La pregunta clave que nos define no es la que responde los productos qué vendemos y sus presentaciones, sino quienes son aquellos que los compran y qué es lo que obtienen de nuestros productos o servicios. En términos generales, sabemos que estamos generando una satisfacción o aliviando una molestia. En ambos casos, estamos resolviendo una necesidad.
Cada empresa, cada proyecto, cada emprendimiento les hace una promesa explícita o tácita a sus mercados. Lo que nos define es esa semilla que sembramos en el consumidor de que le vamos a resolver un problema, satisfacer una necesidad y que se las vamos a cumplir. Lo mismo si vendemos sábanas de algodón que si damos consejos corporativos o si nos dedicamos al mercado de alta gama.

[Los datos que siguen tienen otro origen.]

//! Slack-compatible incoming webhook for internal notices.

use serde_json::json;

use super::{ProviderError, send};

const PROVIDER: &str = "team_chat";

pub struct TeamChatClient {
    http: reqwest::Client,
    webhook_url: Option<String>,
}

impl TeamChatClient {
    pub fn new(http: reqwest::Client, webhook_url: Option<String>) -> Self {
        Self { http, webhook_url }
    }

    pub fn is_configured(&self) -> bool {
        self.webhook_url.is_some()
    }

    pub async fn post(&self, text: &str) -> Result<(), ProviderError> {
        let url = self
            .webhook_url
            .as_deref()
            .ok_or(ProviderError::NotConfigured(PROVIDER))?;

        send(PROVIDER, self.http.post(url).json(&json!({ "text": text })))
            .await
            .map(|_| ())
    }
}
//! # API Handlers
//!
//! HTTP endpoint handlers for the AnythingVoice API.

use crate::models::ServiceInfo;
use axum::response::Json;

pub mod businesses;
pub mod customer;
pub mod pipeline;
pub mod public;
pub mod types;
pub mod webhooks;

/// Root handler that returns basic service information
#[utoipa::path(
    get,
    path = "/",
    responses(
        (status = 200, description = "Service information", body = ServiceInfo)
    ),
    tag = "root"
)]
pub async fn root() -> Json<ServiceInfo> {
    Json(ServiceInfo::default())
}
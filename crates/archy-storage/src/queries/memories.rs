// SPDX-FileCopyrightText: 2026 Archy Contributors
// SPDX-License-Identifier: MIT OR Apache-2.0

//! Validated tier operations. Rows are created only by
//! [`grade`](crate::queries::staging::grade); here they are read and retired.

use rusqlite::{OptionalExtension, params};

use archy_core::ArchyError;
use archy_core::types::ValidatedMemory;

use crate::database::{Database, map_tr_err};
use crate::queries::json_column;

const MEMORY_COLUMNS: &str = "id, ts, content, provenance, meta, retired, version";

fn row_to_memory(row: &rusqlite::Row<'_>) -> rusqlite::Result<ValidatedMemory> {
    Ok(ValidatedMemory {
        id: row.get(0)?,
        ts: row.get(1)?,
        content: row.get(2)?,
        provenance: json_column(row, 3)?,
        meta: json_column(row, 4)?,
        retired: row.get::<_, i64>(5)? != 0,
        version: row.get(6)?,
    })
}

/// Fetch a single validated memory.
pub async fn get_memory(db: &Database, id: i64) -> Result<Option<ValidatedMemory>, ArchyError> {
    db.connection()
        .call(move |conn| {
            let sql = format!("SELECT {MEMORY_COLUMNS} FROM validated_memories WHERE id = ?1");
            conn.query_row(&sql, params![id], row_to_memory).optional()
        })
        .await
        .map_err(map_tr_err)
}

/// List validated memories, most recent first.
pub async fn list_memories(
    db: &Database,
    include_retired: bool,
    limit: usize,
) -> Result<Vec<ValidatedMemory>, ArchyError> {
    let limit = i64::try_from(limit).unwrap_or(i64::MAX);
    db.connection()
        .call(move |conn| {
            let filter = if include_retired { "" } else { "WHERE retired = 0" };
            let sql = format!(
                "SELECT {MEMORY_COLUMNS} FROM validated_memories {filter}
                 ORDER BY ts DESC, id DESC LIMIT ?1"
            );
            let mut stmt = conn.prepare(&sql)?;
            let rows = stmt
                .query_map(params![limit], row_to_memory)?
                .collect::<Result<Vec<_>, _>>()?;
            Ok(rows)
        })
        .await
        .map_err(map_tr_err)
}

/// Content of up to `limit` active memories, most recent first.
pub async fn active_contents(db: &Database, limit: usize) -> Result<Vec<String>, ArchyError> {
    let limit = i64::try_from(limit).unwrap_or(i64::MAX);
    db.connection()
        .call(move |conn| {
            let mut stmt = conn.prepare(
                "SELECT content FROM validated_memories WHERE retired = 0
                 ORDER BY ts DESC, id DESC LIMIT ?1",
            )?;
            let rows = stmt
                .query_map(params![limit], |row| row.get(0))?
                .collect::<Result<Vec<String>, _>>()?;
            Ok(rows)
        })
        .await
        .map_err(map_tr_err)
}

/// Mark a memory retired, recording `reason` and `ts` in its meta.
///
/// Returns `false` when no memory has this id. Retiring an already retired
/// memory returns `true` and keeps the original reason.
pub async fn retire_memory(
    db: &Database,
    id: i64,
    reason: &str,
    ts: i64,
) -> Result<bool, ArchyError> {
    let reason = reason.to_string();
    db.connection()
        .call(move |conn| {
            let changed = conn.execute(
                "UPDATE validated_memories
                 SET retired = 1,
                     meta = json_set(meta, '$.retired_reason', ?2, '$.retired_ts', ?3)
                 WHERE id = ?1 AND retired = 0",
                params![id, reason, ts],
            )?;
            if changed > 0 {
                return Ok(true);
            }
            let exists = conn
                .query_row(
                    "SELECT 1 FROM validated_memories WHERE id = ?1",
                    params![id],
                    |_| Ok(()),
                )
                .optional()?
                .is_some();
            Ok(exists)
        })
        .await
        .map_err(map_tr_err)
}

/// Retire every active memory promoted before `cutoff`. Returns the count.
pub async fn retire_older_than(
    db: &Database,
    cutoff: i64,
    reason: &str,
    ts: i64,
) -> Result<usize, ArchyError> {
    let reason = reason.to_string();
    db.connection()
        .call(move |conn| {
            conn.execute(
                "UPDATE validated_memories
                 SET retired = 1,
                     meta = json_set(meta, '$.retired_reason', ?2, '$.retired_ts', ?3)
                 WHERE ts < ?1 AND retired = 0",
                params![cutoff, reason, ts],
            )
        })
        .await
        .map_err(map_tr_err)
}

/// `(active, retired)` row counts.
pub async fn memory_counts(db: &Database) -> Result<(u64, u64), ArchyError> {
    db.connection()
        .call(|conn| {
            conn.query_row(
                "SELECT COALESCE(SUM(retired = 0), 0), COALESCE(SUM(retired = 1), 0)
                 FROM validated_memories",
                [],
                |row| Ok((row.get::<_, i64>(0)? as u64, row.get::<_, i64>(1)? as u64)),
            )
        })
        .await
        .map_err(map_tr_err)
}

Charles Revson, el fundador de Revlon lo dejó muy claro: “en las fábricas, hacemos cosméticos. En el mostrador vendemos esperanza”. Una persona que elige un labial, un maquillaje lo hace con el deseo de que le quede bien. En última instancia, se vende la promesa de belleza. Si el labial está seco, si el maquillaje hace grumos, la expectativa no se cumple. Revson sostenía que, en realidad, nadie vende productos o servicios: consuma expectativas.
La mayoría de los ejecutivos, emprendedores, dueños pueden listar con facilidad los artículos que venden, incluso podrán recitar su lista de precios y sabrán de memoria sus razones financieras. No obstante, es más difícil que logren contestar ¿cuál es la promesa que le están haciendo a sus clientes? Este es el cierre que debemos hacer en nuestro eslabón de oro.
Cuando preguntamos, ¿cómo empieza un negocio? La respuesta común es con una idea. Falso. Un negocio comienza cuando un cliente saca su cartera, paga por algo y le genera utilidades a quien invirtió en ese proyecto. En esta línea de ideas: un negocio empieza con una promesa que debemos cumplir para generar utilidades. Después, vienen el liderazgo, la estrategia y la ejecución.